With service-owned data, the same migration is a single deployment. The service updates its schema and its internal logic simultaneously. No other service needs to change because no other service has direct access to the storage.

It makes delivery timelines unpredictable

Coordinating a schema migration across three teams means aligning three independent deployment schedules. One team might be mid-sprint and unable to deploy a consuming-service change this week. Another team might have a release freeze in place. The migration sits in limbo, the bridge code stays in production, and the developer who initiated the change is blocked.

The dependencies are also invisible in planning. A developer estimates a task that includes a schema change at two days. They do not account for the four-person coordination meeting, the one-week wait for another team to schedule their consuming-service change, and the three-phase deployment sequence. The two-day task takes three weeks.

When schema changes are internal, the owning team deploys on their own schedule. The timeline depends on the complexity of the change, not on the availability of other teams.

It prevents independent deployment

Teams that try to increase deployment frequency hit a wall: the pipeline is fast but every schema change requires coordinating three other teams before shipping. The limiting factor is not the code - it is the shared data. Services cannot deploy independently when they share a database. If Service A deploys a schema change that removes a column Service B depends on, Service B breaks. The only safe deployment strategy is to coordinate all consuming services and deploy them simultaneously or in a carefully managed sequence. Simultaneous deployment eliminates independent release cycles. Managed sequences require orchestration and carry high risk if any service in the sequence fails.

Impact on continuous delivery

CD requires that each service can be built, tested, and deployed independently. A shared database breaks that independence at the most fundamental level: data ownership. Services that share a database cannot have independent pipelines in a meaningful sense, because a passing pipeline on Service A does not guarantee that Service A’s deployment is safe for Service B.

Contract testing and API versioning strategies - standard tools for managing service dependencies in CD - do not apply to a shared database, because there is no contract. Any service can read or write any column at any time. The database is a global mutable namespace shared across all services and all environments. That pattern is incompatible with the independent deployment cadences that CD requires.

How to Fix It

Eliminating a shared database is a long-term effort. The goal is data ownership: each service controls its own data and exposes it through explicit APIs. This does not happen overnight.

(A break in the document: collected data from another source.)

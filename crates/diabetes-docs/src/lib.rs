//! Interactive API documentation for the diabetes prediction server.
//!
//! Serves a Swagger UI shell that renders the server's static API
//! description. The page and its stylesheet are embedded in the binary;
//! the Swagger UI bundle itself is loaded from a CDN by the browser.

use std::sync::Arc;

use axum::{
    extract::Path,
    http::{header, StatusCode},
    response::{Html, IntoResponse, Response},
    routing::get,
    Router,
};
use rust_embed::RustEmbed;

#[derive(RustEmbed)]
#[folder = "assets/"]
struct Assets;

/// Where the docs live and what they render.
#[derive(Debug, Clone)]
pub struct DocsConfig {
    /// Page title.
    pub title: String,
    /// Route the docs are mounted at, e.g. `/swagger`.
    pub docs_path: String,
    /// URL of the API description document the page loads.
    pub spec_url: String,
}

/// Builds the docs routes, mounted at `config.docs_path`.
pub fn docs_router<S>(config: &DocsConfig) -> Router<S>
where
    S: Clone + Send + Sync + 'static,
{
    let index: Option<Arc<str>> = render_index(config).map(Arc::from);
    let base = config.docs_path.trim_end_matches('/');

    let page = move || {
        let index = index.clone();
        async move {
            match index {
                Some(html) => Html(html.to_string()).into_response(),
                None => StatusCode::NOT_FOUND.into_response(),
            }
        }
    };

    Router::new()
        .route(base, get(page.clone()))
        .route(&format!("{}/", base), get(page.clone()))
        .route(&format!("{}/index.html", base), get(page))
        .route(&format!("{}/{{*file}}", base), get(asset))
}

fn render_index(config: &DocsConfig) -> Option<String> {
    let file = Assets::get("index.html")?;
    let template = String::from_utf8_lossy(&file.data);
    Some(
        template
            .replace("{{title}}", &config.title)
            .replace("{{docs_path}}", config.docs_path.trim_end_matches('/'))
            .replace("{{spec_url}}", &config.spec_url),
    )
}

async fn asset(Path(file): Path<String>) -> Response {
    match Assets::get(&file) {
        Some(content) => {
            let mime = mime_guess::from_path(&file).first_or_octet_stream();
            ([(header::CONTENT_TYPE, mime.as_ref().to_string())], content.data.into_owned()).into_response()
        }
        None => StatusCode::NOT_FOUND.into_response(),
    }
}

The path is incremental, moving one domain at a time.

Step 1: Map what reads and writes what

Before changing anything, build a dependency map.

  1. List every table in the shared database.
  2. For each table, identify every service or codebase that reads it and every service that writes it. Use query logs, code search, and database monitoring to find all consumers.
  3. Mark tables that are written by more than one service. These require more careful migration because ownership is ambiguous.
  4. Identify which service has the strongest claim to each table - typically the service that created the data originally.

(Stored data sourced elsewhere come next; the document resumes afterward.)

//! Core domain types and error definitions for diabetes prediction.
//!
//! This crate provides the fundamental types shared across the workspace:
//!
//! - [`FEATURE_NAMES`] — The eight clinical features, in training order
//! - [`FeatureRecord`] — A validated, strongly typed patient record
//! - [`Label`] and [`Prediction`] — Classifier output and its wire form
//! - [`Classifier`] — The capability a fitted model artifact provides
//! - [`PredictError`] — Error type for the request-to-prediction path
//!
//! # Example
//!
//! ```rust
//! use diabetes_core::{FeatureRecord, Label, Prediction};
//!
//! let body = serde_json::json!({
//!     "Pregnancies": 2.0, "Glucose": 100.0, "BloodPressure": 80.0,
//!     "SkinThickness": 32.0, "Insulin": 80.0, "BMI": 32.0,
//!     "DiabetesPedigreeFunction": 0.37, "Age": 29.0
//! });
//!
//! let record = FeatureRecord::from_json(&body).unwrap();
//! assert_eq!(record.to_ordered()[1], 100.0);
//!
//! let prediction = Prediction::from(Label::NonDiabetic);
//! assert_eq!(prediction.description, "Pacient is non-diabetic");
//! ```

mod record;

pub use record::FeatureRecord;

use serde::{Deserialize, Serialize};
use thiserror::Error;

/// Number of features the classifier consumes.
pub const FEATURE_COUNT: usize = 8;

/// Feature names in the exact column order the model was fitted on.
pub const FEATURE_NAMES: [&str; FEATURE_COUNT] = [
    "Pregnancies",
    "Glucose",
    "BloodPressure",
    "SkinThickness",
    "Insulin",
    "BMI",
    "DiabetesPedigreeFunction",
    "Age",
];

/// Errors that can occur while turning a request into a prediction.
#[derive(Error, Debug, Clone, PartialEq)]
pub enum PredictError {
    /// The model artifact failed to load at startup.
    #[error("Prediction function not loaded.")]
    ArtifactUnavailable,

    /// The input record is missing fields, has non-numeric values, or is not an object.
    #[error("{0}")]
    MalformedRecord(String),

    /// The classifier failed on an otherwise well-formed record.
    #[error("Prediction failed: {0}")]
    InferenceFailure(String),
}

/// Failure raised from inside a classifier's decision function.
#[derive(Error, Debug, Clone, PartialEq)]
#[error("{0}")]
pub struct ClassifierError(pub String);

impl ClassifierError {
    pub fn new(message: impl Into<String>) -> Self {
        Self(message.into())
    }
}

/// A fitted binary classifier over the ordered feature vector.
///
/// Implementations must be read-only after construction so that a single
/// instance can serve concurrent requests without locking.
pub trait Classifier: Send + Sync {
    /// Returns the predicted class for one patient.
    fn predict(&self, features: &[f64; FEATURE_COUNT]) -> Result<u8, ClassifierError>;
}

/// Binary outcome of a prediction.
#[derive(Debug, Clone, Copy, PartialEq, Eq, Hash)]
pub enum Label {
    NonDiabetic = 0,
    Diabetic = 1,
}

impl Label {
    /// Converts a raw class index, rejecting anything outside {0, 1}.
    pub fn from_class(class: u8) -> Option<Self> {
        match class {
            0 => Some(Label::NonDiabetic),
            1 => Some(Label::Diabetic),
            _ => None,
        }
    }

    pub fn as_class(self) -> u8 {
        self as u8
    }

    /// Human-readable description returned to API clients.
    pub fn description(self) -> &'static str {
        match self {
            Label::NonDiabetic => "Pacient is non-diabetic",
            Label::Diabetic => "Pacient is diabetic",
        }
    }
}

/// Response body for a successful prediction.
#[derive(Debug, Clone, PartialEq, Serialize, Deserialize)]
pub struct Prediction {
    /// 0 for non-diabetic, 1 for diabetic.
    pub prediction: u8,
    pub description: String,
}

impl From<Label> for Prediction {
    fn from(label: Label) -> Self {
        Self {
            prediction: label.as_class(),
            description: label.description().to_string(),
        }
    }
}

#[cfg(test)]
mod tests {
    use super::*;

    #[test]
    fn test_label_from_class() {
        assert_eq!(Label::from_class(0), Some(Label::NonDiabetic));
        assert_eq!(Label::from_class(1), Some(Label::Diabetic));
        assert_eq!(Label::from_class(2), None);
        assert_eq!(Label::Diabetic.as_class(), 1);
    }

    #[test]
    fn test_prediction_from_label() {
        let p = Prediction::from(Label::Diabetic);
        assert_eq!(p.prediction, 1);
        assert_eq!(p.description, "Pacient is diabetic");

        let json = serde_json::to_value(Prediction::from(Label::NonDiabetic)).unwrap();
        assert_eq!(json["prediction"], 0);
        assert_eq!(json["description"], "Pacient is non-diabetic");
    }

    #[test]
    fn test_unavailable_message_is_fixed() {
        assert_eq!(PredictError::ArtifactUnavailable.to_string(), "Prediction function not loaded.");
    }
}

This map makes the coupling visible. Most teams are surprised by how many hidden consumers exist. The map also identifies the easiest starting points: tables with a single writer and one or two readers that can be migrated first.

Step 2: Identify the domain with the least shared read traffic

Pick the domain with the cleanest data ownership to pilot the migration. The criteria:

  • A clear owner team that writes most of the data.
  • Relatively few consumers (one or two other services).
  • Data that is accessed by consumers for a well-defined purpose that could be served by an API.

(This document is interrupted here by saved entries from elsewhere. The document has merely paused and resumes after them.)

//! Error types for the claimvault engine.
//!
//! All errors use the `CV_ERR_` prefix convention for easy grepping in
//! logs. Error codes are grouped by subsystem:
//! - 1xx: Claim / escrow precondition failures
//! - 2xx: Access policy failures
//! - 3xx: Runtime / external call failures
//! - 9xx: General / internal
//!
//! Every error is a full-transaction failure: the surrounding call commits
//! nothing. There is no degraded or partial-success mode, and no internal
//! retry — callers resubmit a corrected call.

use rust_decimal::Decimal;
use thiserror::Error;

use crate::Address;

/// Central error enum for all claimvault operations.
#[derive(Debug, Error)]
pub enum ClaimvaultError {
    // =================================================================
    // Claim / Escrow Errors (1xx)
    // =================================================================
    /// Attached or declared value was not strictly positive.
    #[error("CV_ERR_100: Invalid amount: {amount} (must be strictly positive)")]
    InvalidAmount { amount: Decimal },

    /// A deposit was attempted while a claim already exists for that identity.
    #[error("CV_ERR_101: Claim already pending for {0}")]
    DuplicateClaim(Address),

    /// A refund or redemption targeted an identity with no claim.
    #[error("CV_ERR_102: No pending claim for {0}")]
    NoPendingClaim(Address),

    /// The administrator-declared amount does not equal the stored claim's.
    #[error("CV_ERR_103: Amount mismatch: declared {declared}, held {held}")]
    AmountMismatch { declared: Decimal, held: Decimal },

    // =================================================================
    // Access Errors (2xx)
    // =================================================================
    /// The caller is not authorized for this entrypoint.
    #[error("CV_ERR_200: Unauthorized caller: {sender}")]
    Unauthorized { sender: Address },

    // =================================================================
    // Runtime / External Errors (3xx)
    // =================================================================
    /// The deferred call to the token registry was rejected; the whole
    /// triggering call is rolled back.
    #[error("CV_ERR_300: External call rejected: {reason}")]
    ExternalCallRejected { reason: String },

    /// The sender cannot cover the currency attached to the call.
    #[error("CV_ERR_301: Insufficient balance: need {needed}, have {available}")]
    InsufficientBalance { needed: Decimal, available: Decimal },

    // =================================================================
    // General / Internal (9xx)
    // =================================================================
    /// Unrecoverable internal error.
    #[error("CV_ERR_900: Internal error: {0}")]
    Internal(String),

    /// State snapshot serialization / deserialization error.
    #[error("CV_ERR_901: Serialization error: {0}")]
    Serialization(String),
}

/// Crate-wide `Result` alias.
pub type Result<T> = std::result::Result<T, ClaimvaultError>;

impl From<serde_json::Error> for ClaimvaultError {
    fn from(err: serde_json::Error) -> Self {
        Self::Serialization(err.to_string())
    }
}

#[cfg(test)]
mod tests {
    use super::*;

    #[test]
    fn error_display_contains_prefix() {
        let err = ClaimvaultError::NoPendingClaim(Address::new());
        let msg = format!("{err}");
        assert!(msg.starts_with("CV_ERR_102"), "Got: {msg}");
    }

    #[test]
    fn amount_mismatch_display() {
        let err = ClaimvaultError::AmountMismatch {
            declared: Decimal::new(5, 0),
            held: Decimal::ONE,
        };
        let msg = format!("{err}");
        assert!(msg.contains("CV_ERR_103"));
        assert!(msg.contains('5'));
        assert!(msg.contains('1'));
    }

    #[test]
    fn all_errors_have_cv_err_prefix() {
        let errors: Vec<Box<dyn std::error::Error>> = vec![
            Box::new(ClaimvaultError::InvalidAmount {
                amount: Decimal::ZERO,
            }),
            Box::new(ClaimvaultError::DuplicateClaim(Address::new())),
            Box::new(ClaimvaultError::Unauthorized {
                sender: Address::new(),
            }),
            Box::new(ClaimvaultError::ExternalCallRejected {
                reason: "test".into(),
            }),
            Box::new(ClaimvaultError::Internal("test".into())),
        ];
        for err in errors {
            let msg = format!("{err}");
            assert!(
                msg.starts_with("CV_ERR_"),
                "Error missing CV_ERR_ prefix: {msg}"
            );
        }
    }
}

A domain like “notification preferences” or “user settings” is often a good candidate. A domain like “orders” that is read by everything is a poor starting point.

Step 3: Build the API for the chosen domain (Weeks 2-4)

Before removing any direct database access, add an API endpoint that provides the same data.

  1. Build the endpoint in the owning service. It should return the data that consuming services currently query for directly.
  2. Write contract tests: the owning service verifies the API response matches the contract, and consuming services verify their code works against the contract. See No Contract Testing for specifics.
  3. Deploy the endpoint but do not switch consumers yet. Run it alongside the direct database access.

This is the safest phase. If the API has a bug, consumers are still using the database directly. No service is broken.

Step 4: Migrate consumers one at a time (Weeks 4-8)

Switch consuming services from direct database queries to the new API, one service at a time.

  1. For the first consuming service, replace the direct query with an API call in a code change and deploy it.
  2. Verify in production that the consuming service is now using the API.
  3. Run both the old and new access patterns in parallel for a short period if possible, to catch any discrepancy.
  4. Once stable, move on to the next consuming service.

At the end of this step, no service other than the owner is accessing the database tables directly.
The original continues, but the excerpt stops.